### AIM OF THE TASK
An exact, line-by-line copy is needed, beginning at the line with "This module contains" and ending at the last line of the listing below.

### DATA RECORDS

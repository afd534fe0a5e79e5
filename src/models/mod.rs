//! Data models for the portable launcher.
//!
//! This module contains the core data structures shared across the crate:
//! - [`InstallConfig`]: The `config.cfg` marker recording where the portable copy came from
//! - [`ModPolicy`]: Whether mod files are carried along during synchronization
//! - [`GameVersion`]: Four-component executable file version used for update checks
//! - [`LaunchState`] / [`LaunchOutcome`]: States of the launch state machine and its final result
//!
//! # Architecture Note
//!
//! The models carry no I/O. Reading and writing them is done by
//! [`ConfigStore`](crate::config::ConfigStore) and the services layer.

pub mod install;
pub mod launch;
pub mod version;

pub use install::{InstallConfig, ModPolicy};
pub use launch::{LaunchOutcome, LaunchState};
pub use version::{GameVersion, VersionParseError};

### ANSWER BOX
//! This module contains the core data structures shared across the crate:
//! - [`InstallConfig`]: The `config.cfg` marker recording where the portable copy came from
//! - [`ModPolicy`]: Whether mod files are carried along during synchronization
//! - [`GameVersion`]: Four-component executable file version used for update checks
//! - [`LaunchState`] / [`LaunchOutcome`]: States of the launch state machine and its final result
//!
//! # Architecture Note
//!
//! The models carry no I/O. Reading and writing them is done by
//! [`ConfigStore`](crate::config::ConfigStore) and the services layer.

pub mod install;
pub mod launch;
pub mod version;

pub use install::{InstallConfig, ModPolicy};
pub use launch::{LaunchOutcome, LaunchState};
pub use version::{GameVersion, VersionParseError};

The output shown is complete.